Which is true if you are a fan of literature, or theater. Or witty word play and action. 1599 is the year that William Shakespeare, already established as a great poet and playwright, elevated his game and became a writer for the ages. The Bard wrote Henry the Fifth, Julius Caeser, As You Like It and Hamlet - all in this one year. Author James Shapiro covers that one year in A Year In The Life of William Shakespeare, in which he pieces together where Shakespeare was hanging out, what he was reading, etc., when he went on this creative binge.

The above is one of a few books I found, going through the Books I Never Got Around to Writing About in 2005 But Should Have. Also:

“Music Through The Floor,” by Eric Puchner. This collection of short stories is earning big praise from critics, and I like the stories I have read.

“Harvard’s Secret Court: The Savage 1920 Purge of Campus Homosexuals,” by William Wright. The title says it all, and no less a personage than Joyce Carol Oates calls it “disturbing and illuminating.”

“Moses Levy of Florida: Jewish Utopian and Antebellum Reformer,” by C.S. Monaco, which provides an indepth look at the contradictory life of Levy: slave owner and abolitionist, religious reformer and biblical conserverative.

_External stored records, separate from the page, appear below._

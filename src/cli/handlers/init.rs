use std::path::Path;

use crate::cli::commands::InitArgs;
use crate::io::config_io;
use crate::io::store_io::{self, Slot, StoreError};
use crate::model::workspace::Workspace;

/// What `ff init` created
#[derive(Debug, Default, PartialEq)]
pub struct InitReport {
    pub wrote_config: bool,
    pub created_slots: Vec<&'static str>,
}

/// Create the data directory, the config template and any missing slot
/// files. Existing slots are never touched.
pub fn init_data_dir(dir: &Path, force: bool) -> Result<InitReport, StoreError> {
    store_io::ensure_data_dir(dir)?;
    let mut report = InitReport {
        wrote_config: config_io::write_template(dir, force)?,
        ..Default::default()
    };

    let missing: Vec<Slot> = Slot::ALL
        .into_iter()
        .filter(|s| !dir.join(s.file_name()).exists())
        .collect();
    let empty = Workspace::empty(dir.to_path_buf());
    store_io::save_slots(&empty, &missing)?;
    report.created_slots = missing.iter().map(|s| s.file_name()).collect();
    Ok(report)
}

pub fn cmd_init(args: InitArgs, data_dir: &Path) -> Result<(), Box<dyn std::error::Error>> {
    let report = init_data_dir(data_dir, args.force)?;
    if !report.wrote_config && report.created_slots.is_empty() {
        println!("focusflow data already set up in {}", data_dir.display());
        return Ok(());
    }
    println!("Initialized focusflow data in {}", data_dir.display());
    if report.wrote_config {
        println!("  wrote {}", config_io::CONFIG_FILE);
    }
    for name in &report.created_slots {
        println!("  created {}", name);
    }
    Ok(())
}
pub mod cli;
pub mod io;
pub mod logging;
pub mod model;
pub mod ops;
pub mod util;
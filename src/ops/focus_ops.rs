use chrono::{Duration, NaiveDate};
use tracing::{debug, info};
use uuid::Uuid;

use crate::model::focus::{
    Achievement, AchievementKind, Distraction, DistractionId, FocusLog, FocusSession, Rating,
    SessionId,
};
use crate::model::task::TaskId;
use crate::ops::achievements::{self, RULES, RuleContext};
use crate::ops::clock::{Clock, local_midnight, rounded_minutes};

/// Number of achievements shown as "recent"
pub const RECENT_ACHIEVEMENTS: usize = 5;

/// Error type for focus session operations
#[derive(Debug, thiserror::Error)]
pub enum FocusError {
    #[error("a focus session is already running (started {0})")]
    SessionAlreadyOpen(chrono::DateTime<chrono::Utc>),
    #[error("no achievement rule for {0:?}")]
    UnknownAchievement(AchievementKind),
}

/// Result of ending a session
#[derive(Debug, Clone)]
pub struct EndedSession {
    pub session: FocusSession,
    pub achievements: Vec<Achievement>,
}

/// Edits to the open session; `None` leaves a field alone
#[derive(Debug, Clone, Default)]
pub struct SessionPatch {
    pub task_id: Option<Option<TaskId>>,
    pub notes: Option<Option<String>>,
    pub pause_reason: Option<Option<String>>,
}

// ---------------------------------------------------------------------------
// Session state machine
// ---------------------------------------------------------------------------

/// Open a new session. Only one may be open at a time.
pub fn start_session(
    log: &mut FocusLog,
    task_id: Option<TaskId>,
    clock: &dyn Clock,
) -> Result<SessionId, FocusError> {
    if let Some(current) = &log.current {
        return Err(FocusError::SessionAlreadyOpen(current.start_time));
    }
    let id = Uuid::new_v4();
    log.current = Some(FocusSession {
        id,
        start_time: clock.now(),
        end_time: None,
        duration_minutes: 0,
        task_id,
        notes: None,
        rating: None,
        distractions: Vec::new(),
        pause_reason: None,
    });
    debug!(session = %id, task = ?task_id, "focus session started");
    Ok(id)
}

/// Log a distraction against the open session. Returns `None` when no
/// session is open.
pub fn add_distraction(
    log: &mut FocusLog,
    description: Option<String>,
    clock: &dyn Clock,
) -> Option<DistractionId> {
    let current = log.current.as_mut()?;
    let id = Uuid::new_v4();
    current.distractions.push(Distraction {
        id,
        timestamp: clock.now(),
        description: description.filter(|d| !d.trim().is_empty()),
    });
    debug!(session = %current.id, count = current.distractions.len(), "distraction logged");
    Some(id)
}

/// Edit the open session. Returns false when no session is open.
pub fn update_current(log: &mut FocusLog, patch: SessionPatch) -> bool {
    let Some(current) = log.current.as_mut() else {
        return false;
    };
    if let Some(v) = patch.task_id {
        current.task_id = v;
    }
    if let Some(v) = patch.notes {
        current.notes = v;
    }
    if let Some(v) = patch.pause_reason {
        current.pause_reason = v;
    }
    true
}

/// Close the open session, file it in history, and award achievements.
/// Returns `None` when no session is open.
pub fn end_session(
    log: &mut FocusLog,
    notes: Option<String>,
    rating: Option<Rating>,
    clock: &dyn Clock,
) -> Option<EndedSession> {
    let mut session = log.current.take()?;
    let now = clock.now();
    session.end_time = Some(now);
    session.duration_minutes = rounded_minutes(session.start_time, now);
    if notes.is_some() {
        session.notes = notes;
    }
    if rating.is_some() {
        session.rating = rating;
    }
    log.sessions.push(session.clone());

    let ctx = RuleContext {
        session: &session,
        history: &log.sessions,
    };
    let earned = achievements::evaluate(&ctx, RULES, now);
    for a in &earned {
        info!(kind = a.kind.as_str(), title = %a.title, "achievement earned");
    }
    log.achievements.extend(earned.iter().cloned());
    debug!(
        session = %session.id,
        minutes = session.duration_minutes,
        distractions = session.distractions.len(),
        "focus session ended"
    );
    Some(EndedSession {
        session,
        achievements: earned,
    })
}

/// Award an achievement by hand using the canned descriptor for `kind`.
pub fn add_achievement<'a>(
    log: &'a mut FocusLog,
    kind: AchievementKind,
    clock: &dyn Clock,
) -> Result<&'a Achievement, FocusError> {
    let rule = achievements::rule_for(kind).ok_or(FocusError::UnknownAchievement(kind))?;
    log.achievements.push(Achievement {
        id: Uuid::new_v4(),
        kind,
        title: rule.title.to_string(),
        description: rule.description.to_string(),
        earned_at: clock.now(),
        icon: rule.icon.to_string(),
        level: rule.level,
    });
    Ok(&log.achievements[log.achievements.len() - 1])
}

// ---------------------------------------------------------------------------
// Analytics
// ---------------------------------------------------------------------------

/// Minutes of live time in the open session, if any
pub fn elapsed_minutes(log: &FocusLog, clock: &dyn Clock) -> Option<i64> {
    log.current
        .as_ref()
        .map(|s| rounded_minutes(s.start_time, clock.now()))
}

/// All recorded focus time, counting the open session up to now.
pub fn total_focus_minutes(log: &FocusLog, clock: &dyn Clock) -> i64 {
    let finished: i64 = log.sessions.iter().map(|s| s.duration_minutes).sum();
    finished + elapsed_minutes(log, clock).unwrap_or(0)
}

/// Mean completed session length, rounded to whole minutes.
pub fn average_session_minutes(log: &FocusLog) -> i64 {
    if log.sessions.is_empty() {
        return 0;
    }
    let total: i64 = log.sessions.iter().map(|s| s.duration_minutes).sum();
    (total as f64 / log.sessions.len() as f64).round() as i64
}

/// Mean distractions per completed session, to one decimal place.
pub fn average_distractions(log: &FocusLog) -> f64 {
    if log.sessions.is_empty() {
        return 0.0;
    }
    let total: usize = log.sessions.iter().map(|s| s.distractions.len()).sum();
    (total as f64 / log.sessions.len() as f64 * 10.0).round() / 10.0
}

/// Completed sessions that started on the given local day.
pub fn sessions_on(log: &FocusLog, day: NaiveDate) -> Vec<&FocusSession> {
    let start = local_midnight(day);
    let end = local_midnight(day + Duration::days(1));
    log.sessions
        .iter()
        .filter(|s| s.start_time >= start && s.start_time < end)
        .collect()
}

/// The `n` most recently earned achievements, newest first.
pub fn recent_achievements(log: &FocusLog, n: usize) -> Vec<&Achievement> {
    let mut all: Vec<&Achievement> = log.achievements.iter().collect();
    all.sort_by(|a, b| b.earned_at.cmp(&a.earned_at));
    all.truncate(n);
    all
}

/// Summary numbers shown by `ff focus stats`
#[derive(Debug, Clone, PartialEq, serde::Serialize)]
pub struct FocusStats {
    pub sessions: usize,
    pub total_minutes: i64,
    pub average_minutes: i64,
    pub average_distractions: f64,
    pub achievements: usize,
    pub in_progress: bool,
}

pub fn stats(log: &FocusLog, clock: &dyn Clock) -> FocusStats {
    FocusStats {
        sessions: log.sessions.len(),
        total_minutes: total_focus_minutes(log, clock),
        average_minutes: average_session_minutes(log),
        average_distractions: average_distractions(log),
        achievements: log.achievements.len(),
        in_progress: log.current.is_some(),
    }
}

“Get Back In the Box,” by Douglas Rushkoff, which, inevitably, is the next step in the ever-changing industry that tells us how to operate a business. Yes, not that long ago you were told to think outside the box, now Rushkoff - lauded by many as a leading thinker in this area, sort of the “It” guy in offering advice to business leaders - is saying get back in there. I don’t know. It’s interesting, though, I suppose, if this is your sort of thing.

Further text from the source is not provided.